I used Perseus to select these texts, and the translations are from the Loeb collection.
In Euripides Iphigeneia in Aulis 1400 , Iphigenia, the daughter of Agamemnon, says as she states her determination to die "heroically" so that the Greek fleet her father commands may sail off to Troy:
It is not right that this man should enter into battle with all Argos or be slain for a woman's sake. Better a single man should see the light than ten thousand women. [1395] If Artemis has decided to take my body, am I, a mortal, to thwart the goddess? no, that is impossible. I give my body to Hellas; sacrifice it and make an utter end of Troy.

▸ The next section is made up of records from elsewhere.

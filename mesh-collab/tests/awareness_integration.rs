//! Integration tests for presence gossip through the wire protocol.
//!
//! Each instance's update events are encoded as awareness messages and
//! delivered to the others, the way a room forwards them.

use std::sync::Arc;
use std::time::Duration;

use mesh_collab::awareness::{Awareness, Origin};
use mesh_collab::codec::Any;
use mesh_collab::protocol::Message;
use parking_lot::Mutex;

type Outbox = Arc<Mutex<Vec<(u32, Vec<u8>)>>>;

/// Record every update `awareness` would rebroadcast.
fn capture(awareness: &Arc<Awareness>, outbox: &Outbox) {
    let weak = Arc::downgrade(awareness);
    let outbox = outbox.clone();
    awareness.on_update(move |changes, origin| {
        let Some(awareness) = weak.upgrade() else { return };
        // remote updates are only re-sent when they concern us
        let own = changes.all().contains(&awareness.client_id());
        if !matches!(origin, Origin::Remote(_)) || own {
            let msg = Message::awareness(awareness.encode_update(&changes.all()));
            outbox.lock().push((awareness.client_id(), msg.encode()));
        }
    });
}

/// Deliver everything queued so far to every instance but the sender.
fn flush(outbox: &Outbox, peers: &[Arc<Awareness>]) {
    let pending: Vec<_> = std::mem::take(&mut *outbox.lock());
    for (sender, bytes) in pending {
        let Message::Awareness(update) = Message::decode(&bytes).unwrap() else {
            panic!("expected awareness message");
        };
        for peer in peers.iter().filter(|p| p.client_id() != sender) {
            peer.apply_update(&update, Origin::Remote(sender.to_string())).unwrap();
        }
    }
}

fn mesh(ids: &[u32]) -> (Vec<Arc<Awareness>>, Outbox) {
    let outbox: Outbox = Arc::new(Mutex::new(Vec::new()));
    let peers: Vec<_> = ids.iter().map(|id| Arc::new(Awareness::new(*id))).collect();
    for peer in &peers {
        capture(peer, &outbox);
        // announce the initial state
        let msg = Message::awareness(peer.encode_full_update());
        outbox.lock().push((peer.client_id(), msg.encode()));
    }
    (peers, outbox)
}

#[test]
fn test_three_clients_converge() {
    let (peers, outbox) = mesh(&[1, 2, 3]);
    flush(&outbox, &peers);

    peers[0].set_local_state_field("name", "alice");
    peers[1].set_local_state_field("name", "bob");
    peers[2].set_local_state(None);
    flush(&outbox, &peers);

    for peer in &peers {
        let states = peer.states();
        assert_eq!(states.len(), 2, "client {} sees {states:?}", peer.client_id());
        assert_eq!(states[&1].get("name"), Some(&Any::from("alice")));
        assert_eq!(states[&2].get("name"), Some(&Any::from("bob")));
        assert_eq!(peer.meta(3).unwrap().clock, 1);
    }
}

#[test]
fn test_late_joiner_catches_up_from_snapshot() {
    let (peers, outbox) = mesh(&[1, 2]);
    flush(&outbox, &peers);
    peers[0].set_local_state_field("cursor", 42.0);
    flush(&outbox, &peers);

    let late = Arc::new(Awareness::new(9));
    let snapshot = Message::awareness(peers[0].encode_full_update()).encode();
    let Message::Awareness(update) = Message::decode(&snapshot).unwrap() else {
        panic!("expected awareness message");
    };
    late.apply_update(&update, Origin::Remote("1".into())).unwrap();

    let mut ids = late.client_ids();
    ids.sort_unstable();
    assert_eq!(ids, vec![1, 2, 9]);
    assert_eq!(late.state(1).unwrap().get("cursor"), Some(&Any::from(42.0)));
}

#[test]
fn test_remote_removal_is_overridden_by_owner() {
    let (peers, outbox) = mesh(&[1, 2]);
    flush(&outbox, &peers);

    // client 2 tries to take client 1 offline
    let forged = {
        let mut encoder = mesh_collab::codec::Encoder::new();
        encoder.write_var_uint(1);
        encoder.write_var_uint(1);
        encoder.write_var_uint(u64::from(peers[0].meta(1).unwrap().clock));
        encoder.write_var_string("null");
        encoder.into_bytes()
    };
    let before = peers[0].meta(1).unwrap().clock;
    peers[0].apply_update(&forged, Origin::Remote("2".into())).unwrap();
    assert!(peers[0].local_state().is_some());
    assert_eq!(peers[0].meta(1).unwrap().clock, before + 1);

    // the owner's refresh wins everywhere
    flush(&outbox, &peers);
    assert!(peers[1].state(1).is_some());
    assert_eq!(peers[1].meta(1).unwrap().clock, before + 1);
}

#[tokio::test(start_paused = true)]
async fn test_silent_client_times_out_everywhere() {
    let (peers, outbox) = mesh(&[1, 2, 3]);
    flush(&outbox, &peers);
    let sweepers: Vec<_> = peers.iter().map(|p| p.spawn_sweeper()).collect();

    // 1 and 2 keep gossiping their renewals; 3 goes silent
    let silent = peers[2].clone();
    let live = vec![peers[0].clone(), peers[1].clone()];
    for _ in 0..8 {
        tokio::time::sleep(Duration::from_secs(5)).await;
        outbox.lock().retain(|(sender, _)| *sender != silent.client_id());
        flush(&outbox, &live);
    }

    for peer in &live {
        assert!(peer.state(3).is_none(), "client {} still sees 3", peer.client_id());
        assert!(peer.state(1).is_some() && peer.state(2).is_some());
    }
    for sweeper in sweepers {
        sweeper.abort();
    }
}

This is my enduring monument; marriage, motherhood, and fame -- all these is it to me. [1400] And it is right, mother, that Hellenes should rule barbarians, but not barbarians Hellenes, those being slaves, while these are free.
Thucydides Histories 1.6 [Thuc. 1.6]. The fifth-century BCE historian Thucydides talks about uncivilized behavior of the Greeks and compares it to the mores of the Barbarians:
The whole of Hellas used once to carry arms, their habitations being unprotected, and their communication with each other unsafe; indeed, to wear arms was as much a part of everyday life with them as with the barbarians. [2] And the fact that the people in these parts of Hellas are still living in the old way points to a time when the same mode of life was once equally common to all.
Barbaric = primitive:
For the members of the primitive household used to share commodities that were all their own, whereas on the contrary a group divided into several households participated also in a number of commodities belonging to their neighbors, according to their needs for which they were forced to make their interchanges by way of barter, as also many barbarian tribes do still; for such tribes do not go beyond exchanging actual commodities for actual commodities, for example giving and taking wine for corn, and so with the various other things of the sort.

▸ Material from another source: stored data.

//! Optional payload encryption for broadcast-channel and signaling traffic.
//!
//! Key: PBKDF2-HMAC-SHA256 over the passphrase, salted with the room name.
//! Envelope (lib0 encoding):
//! ```text
//! varstring "AES-GCM" . varbytes iv(12) . varbytes ciphertext
//! ```
//! Peer-link traffic is never encrypted here.

use std::fmt;

use aes_gcm::aead::{Aead, KeyInit};
use aes_gcm::{Aes256Gcm, Key, Nonce};
use base64::engine::general_purpose::STANDARD;
use base64::Engine as _;
use rand::RngCore;
use sha2::Sha256;

use crate::codec::{Any, Decoder, Encoder};
use crate::error::{CryptoError, MeshError};

pub const ALGORITHM: &str = "AES-GCM";
pub const PBKDF2_ITERATIONS: u32 = 100_000;
pub const KEY_LEN: usize = 32;
pub const IV_LEN: usize = 12;

/// A derived AES-256-GCM key.
#[derive(Clone)]
pub struct EncryptionKey {
    cipher: Aes256Gcm,
}

impl fmt::Debug for EncryptionKey {
    fn fmt(&self, f: &mut fmt::Formatter<'_>) -> fmt::Result {
        f.write_str("EncryptionKey(..)")
    }
}

impl EncryptionKey {
    /// Derive synchronously. PBKDF2 at this cost blocks; from async code use
    /// [`derive_key`].
    pub fn derive(passphrase: &str, room_name: &str) -> Self {
        let mut key = [0u8; KEY_LEN];
        pbkdf2::pbkdf2_hmac::<Sha256>(
            passphrase.as_bytes(),
            room_name.as_bytes(),
            PBKDF2_ITERATIONS,
            &mut key,
        );
        Self::from_bytes(&key)
    }

    pub fn from_bytes(key: &[u8; KEY_LEN]) -> Self {
        Self { cipher: Aes256Gcm::new(Key::<Aes256Gcm>::from_slice(key)) }
    }

    /// Encrypt into an envelope with a fresh random IV.
    pub fn encrypt(&self, plaintext: &[u8]) -> Result<Vec<u8>, CryptoError> {
        let mut iv = [0u8; IV_LEN];
        rand::thread_rng().fill_bytes(&mut iv);
        let ciphertext = self
            .cipher
            .encrypt(Nonce::from_slice(&iv), plaintext)
            .map_err(|_| CryptoError::Encryption)?;

        let mut encoder = Encoder::with_capacity(ALGORITHM.len() + IV_LEN + ciphertext.len() + 4);
        encoder.write_var_string(ALGORITHM);
        encoder.write_var_bytes(&iv);
        encoder.write_var_bytes(&ciphertext);
        Ok(encoder.into_bytes())
    }

    /// Open an envelope produced by [`Self::encrypt`].
    pub fn decrypt(&self, envelope: &[u8]) -> Result<Vec<u8>, CryptoError> {
        let mut decoder = Decoder::new(envelope);
        let algorithm = decoder.read_var_string()?;
        if algorithm != ALGORITHM {
            return Err(CryptoError::UnknownAlgorithm(algorithm));
        }
        let iv = decoder.read_var_bytes()?;
        let ciphertext = decoder.read_var_bytes()?;
        if iv.len() != IV_LEN {
            return Err(CryptoError::Decryption);
        }
        self.cipher
            .decrypt(Nonce::from_slice(iv), ciphertext)
            .map_err(|_| CryptoError::Decryption)
    }

    /// `write_any` the value, then encrypt.
    pub fn encrypt_any(&self, value: &Any) -> Result<Vec<u8>, CryptoError> {
        let mut encoder = Encoder::new();
        encoder.write_any(value);
        self.encrypt(encoder.as_bytes())
    }

    /// Decrypt, then `read_any`.
    pub fn decrypt_any(&self, envelope: &[u8]) -> Result<Any, CryptoError> {
        let plaintext = self.decrypt(envelope)?;
        Ok(Decoder::new(&plaintext).read_any()?)
    }

    /// Signaling form: encrypted `Any`, base64 encoded.
    pub fn seal_json(&self, value: &serde_json::Value) -> Result<String, CryptoError> {
        Ok(to_base64(&self.encrypt_any(&Any::from(value.clone()))?))
    }

    pub fn open_json(&self, sealed: &str) -> Result<serde_json::Value, CryptoError> {
        let any = self.decrypt_any(&from_base64(sealed)?)?;
        Ok(serde_json::Value::from(&any))
    }
}

/// Derive a key off the async executor.
pub async fn derive_key(passphrase: String, room_name: String) -> Result<EncryptionKey, MeshError> {
    tokio::task::spawn_blocking(move || EncryptionKey::derive(&passphrase, &room_name))
        .await
        .map_err(|e| MeshError::KeyDerivation(e.to_string()))
}

pub fn to_base64(bytes: &[u8]) -> String {
    STANDARD.encode(bytes)
}

pub fn from_base64(s: &str) -> Result<Vec<u8>, CryptoError> {
    STANDARD.decode(s).map_err(|e| CryptoError::Base64(e.to_string()))
}

#[cfg(test)]
mod tests {
    use super::*;
    use crate::error::CodecError;

    fn test_key() -> EncryptionKey {
        EncryptionKey::from_bytes(&[7u8; KEY_LEN])
    }

    #[test]
    fn test_envelope_layout() {
        let key = test_key();
        let envelope = key.encrypt(b"hello").unwrap();
        let mut decoder = Decoder::new(&envelope);
        assert_eq!(decoder.read_var_string().unwrap(), "AES-GCM");
        assert_eq!(decoder.read_var_bytes().unwrap().len(), IV_LEN);
        // 16-byte tag appended by GCM
        assert_eq!(decoder.read_var_bytes().unwrap().len(), 5 + 16);
        assert!(!decoder.has_content());
    }

    #[test]
    fn test_decrypt_recovers_plaintext() {
        let key = test_key();
        let envelope = key.encrypt(&[0, 1, 2, 3]).unwrap();
        assert_eq!(key.decrypt(&envelope).unwrap(), vec![0, 1, 2, 3]);
    }

    #[test]
    fn test_fresh_iv_per_message() {
        let key = test_key();
        assert_ne!(key.encrypt(b"same").unwrap(), key.encrypt(b"same").unwrap());
    }

    #[test]
    fn test_wrong_key_rejected() {
        let envelope = test_key().encrypt(b"secret").unwrap();
        let other = EncryptionKey::from_bytes(&[8u8; KEY_LEN]);
        assert_eq!(other.decrypt(&envelope), Err(CryptoError::Decryption));
    }

    #[test]
    fn test_unknown_algorithm_rejected() {
        let mut encoder = Encoder::new();
        encoder.write_var_string("ROT13");
        encoder.write_var_bytes(&[0; IV_LEN]);
        encoder.write_var_bytes(&[1, 2, 3]);
        assert_eq!(
            test_key().decrypt(encoder.as_bytes()),
            Err(CryptoError::UnknownAlgorithm("ROT13".into()))
        );
    }

    #[test]
    fn test_truncated_envelope() {
        let envelope = test_key().encrypt(b"x").unwrap();
        assert_eq!(
            test_key().decrypt(&envelope[..10]),
            Err(CryptoError::Envelope(CodecError::UnexpectedEndOfInput))
        );
    }

    #[test]
    fn test_derivation_is_salted_by_room() {
        let a = EncryptionKey::derive("secret", "docA");
        let b = EncryptionKey::derive("secret", "docA");
        let c = EncryptionKey::derive("secret", "docB");
        let envelope = a.encrypt(b"payload").unwrap();
        assert_eq!(b.decrypt(&envelope).unwrap(), b"payload");
        assert!(c.decrypt(&envelope).is_err());
    }

    #[test]
    fn test_seal_and_open_json() {
        let key = test_key();
        let record = serde_json::json!({ "type": "announce", "from": "peer-1" });
        let sealed = key.seal_json(&record).unwrap();
        assert!(from_base64(&sealed).is_ok());
        assert_eq!(key.open_json(&sealed).unwrap(), record);
        assert!(matches!(key.open_json("not base64!"), Err(CryptoError::Base64(_))));
    }

    #[tokio::test]
    async fn test_derive_key_off_executor() {
        let key = derive_key("secret".into(), "docA".into()).await.unwrap();
        let envelope = key.encrypt(b"ok").unwrap();
        assert_eq!(EncryptionKey::derive("secret", "docA").decrypt(&envelope).unwrap(), b"ok");
    }
}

Herodotus , another historian of the 5th century BCE (who, however, is as cross-cultural as anybody could be at the time, since he recognized many positive traits of other cultures and the Greek debt to them), assigns human sacrifice to the Thracians.[1]

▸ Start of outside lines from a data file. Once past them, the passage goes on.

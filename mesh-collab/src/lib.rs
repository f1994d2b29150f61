//! # mesh-collab — Peer-to-peer CRDT replication over a signaling mesh
//!
//! Replicates a CRDT document and ephemeral presence ("awareness") among
//! participants of a named room. Participants find each other through
//! topic-based signaling servers, then talk over direct peer links.
//! Participants in the same process also share a local broadcast channel.
//!
//! ## Architecture
//!
//! ```text
//! ┌──────────────┐   announce/signal   ┌──────────────────┐
//! │ Provider A   │ ◄─────────────────► │ SignalingServer  │
//! │  └ Session   │                     │ (topic pub/sub)  │
//! └──────┬───────┘                     └────────▲─────────┘
//!        │ PeerLink (sync + awareness)          │
//!        ▼                                      │
//! ┌──────────────┐ ─────────────────────────────┘
//! │ Provider B   │
//! │  └ Session   │ ◄── BroadcastHub ──► other sessions in-process
//! └──────────────┘
//! ```
//!
//! ## Modules
//!
//! - [`codec`] — lib0 variable-length integers, strings and `Any` values
//! - [`protocol`] — binary message envelope shared by edges and channels
//! - [`sync`] — state-vector handshake over a [`sync::Document`]
//! - [`awareness`] — clocked presence map with timeout eviction
//! - [`signaling`] — reconnecting control-plane client and link registry
//! - [`server`] — the signaling rendezvous server
//! - [`transport`] / [`peer`] — direct edges and their handshake
//! - [`broadcast`] — process-local named channels with a reentrancy guard
//! - [`crypto`] — passphrase-derived AES-GCM payload encryption
//! - [`session`] / [`provider`] — rooms and the application-facing handle

pub mod awareness;
pub mod broadcast;
pub mod codec;
pub mod crypto;
pub mod error;
pub mod events;
pub mod peer;
pub mod protocol;
pub mod provider;
pub mod server;
pub mod session;
pub mod signaling;
pub mod sync;
pub mod transport;

// Re-exports for convenience
pub use awareness::{Awareness, AwarenessChanges, AwarenessEvent, Origin, OUTDATED_TIMEOUT};
pub use broadcast::{BroadcastGuard, BroadcastHub, BroadcastStats, Delivery};
pub use codec::{Any, Decoder, Encoder};
pub use crypto::EncryptionKey;
pub use error::{
    CodecError, CryptoError, MeshError, ProtocolError, Result, SignalingError, SyncError,
    TransportError,
};
pub use events::{EventDispatcher, ListenerId};
pub use peer::{PeerLink, PeerState};
pub use protocol::{Message, MessageType, SyncMessage};
pub use provider::{MeshContext, Provider, ProviderConfig, DEFAULT_SIGNALING_URLS};
pub use server::{ServerConfig, ServerStats, SignalingServer};
pub use session::{MeshEvent, Session, SessionParams, SessionRegistry};
pub use signaling::{
    ConnectionState, ControlMessage, SignalingConfig, SignalingEvent, SignalingLink,
    SignalingRegistry,
};
pub use sync::{Document, YrsDocument};
pub use transport::{MemoryNetwork, Transport, TransportEvent, TransportFactory};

As Oeobazus was making his escape into Thrace, the Apsinthians of that country caught and sacrificed him in their customary manner to Plistorus the god of their land; as for his companions, they did away with them by other means.
Overview of Archaic & Classical Greek History by Thomas Martin, in Perseus:
16.2. Macedonians and Greeks
Macedonians had their own language related to Greek, but the aristocrats who dominated Macedonian society routinely learned to speak Greek because they admired the idea of being Greek and thought of themselves and indeed all Macedonians as Greek by blood. At the same time, Macedonians looked down on the Greeks to the south in Greece as a soft lot unequal to the adversities of life in Macedonia. The Greeks reciprocated this scorn. [Hdt. 5.20.4 ; Hdt. 5.22.1-2] The famed Athenian orator Demosthenes (384-322 B.C.) lambasted the Macedonian king Philip II (*359-336) as ``not only not a Greek nor related to the Greeks, but not even a barbarian from a land worth mentioning; no, he's a pestilence from Macedonia, a region where you can't even buy a slave worth his salt.'' Barbed verbal attacks like this one characterized Demosthenes's speeches on foreign and domestic policy to the Athenian assembly, where he consistently tried to convince his fellow Athenians to oppose Macedonian expansionism in Greece.
The following passage, also from Demosthenes, Philippic 3 31 [Dem. 9.31] , shows how certain religious festivals and institutions such as the oracle of Apollo were profoundly connected with what we might call the pride of being Hellenic:
Yet what is wanting to crown his insolence? Not content with the destruction of cities, is he not organizing the Pythian games[2], the common festival of the Greeks, and if he cannot be present in person, sending his menials to act as stewards? [Is he not master of Thermopylae and the passes into Greece, holding those places with his garrisons and his mercenaries? Has he not the right of precedence at the Oracle, ousting us and the Thessalians and the Dorians and the rest of the Amphictyons from a privilege which not even all Greek states can claim?]
Endnotes
[1] On the Thracians, see,
e.g.,Pausanias Description of Greece 9.30.5
[paus.
9.30.5]
[2] Games in honor of Apollo
at Delphi, the site of a great temple and oracle of this god, where not
only Greeks but many foreigners congregated. This festival was similar
to the ancient Olympic Games--though of lesser importance than the latter.